Saturday, April 06, 2013

Obamacare Bureaucrat Gets Things Backwards


Folks who work for the government have a talent for getting things backwards. Such is the case with Robert Ross, a board member of the new state agency responsible for implementing the three-year-old federal healthcare law—aka Obamacare.

It seems that this agency, Covered California, needs 20,000 temporary workers to enroll millions of residents in the state’s health insurance exchange. Plans currently call for workers to receive $58 for each application completed.

One might think Americans would rush to put themselves into this historically wonderful program—without assistance from paid recruiters. But such retrograde thoughts only occur to folks who find it disturbing that the government uses ad campaigns to recruit food stamp recipients.
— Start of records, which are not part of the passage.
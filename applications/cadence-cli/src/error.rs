/// CLI error types
use thiserror::Error;

pub type Result<T> = std::result::Result<T, CliError>;

#[derive(Debug, Error, PartialEq)]
pub enum CliError {
    #[error("Configuration error: {0}")]
    Config(String),

    #[error("Unknown command: {0}")]
    UnknownCommand(String),

    #[error("Invalid argument for {command}: {reason}")]
    InvalidArgument { command: String, reason: String },
}

impl CliError {
    pub fn invalid(command: &str, reason: impl Into<String>) -> Self {
        Self::InvalidArgument {
            command: command.to_string(),
            reason: reason.into(),
        }
    }
}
Mr. Ross’ backwards mentality, however, doesn’t involve the sign-up program itself. It rather concerns the fact that these temporary workers will have access to highly sensitive consumer materials—Social Security numbers, birth dates, income and tax information.

Right-thinking persons would want to make darn sure that anyone with access to such data would be fingerprinted and undergo a thorough background check. Mr. Ross, however, works in the government. His primary concern is for the burden a careful background check might impose on the cohort of workers he envisions collecting this fraud-inviting personal and financial information.

Ross prefaces his true agenda with a comment about “bureaucratic mountains that slow us down.” That’s rich, coming from a board member of a new state bureaucracy.

The real problem Ross has with extensive background checks is revealed in this remark: “There are people who have turned their lives around and who are trusted by the most difficult-to-reach populations. Not having their talent and expertise could be a problem.”

Translation: Many of the workers Ross would like to employ have criminal records that would disqualify them from being hired. He thinks it’s more important to employ individuals with dubious backgrounds to get as many people as possible into this program than it is to safeguard Californians from fraud.

For most Americans this Batman-goofy rehabilitation mentality went out with the skyrocketing crime rates it spawned in the seventies. Ross, however, works for the government and shares the same perspective as the non-profit official who insisted that “background checks would create barriers for a lot of communities of color… We need a massive amount of people to help with outreach.”

By the way, “community groups” (think ACORN) and non-profits like the one represented by the quote above (Greenlining Institute), will be charged with hiring sign-up workers.

It isn’t trivial that the latter government-minded officer spoke of human beings as “amounts”—i.e. as volumes, not as fraud-susceptible “individuals.”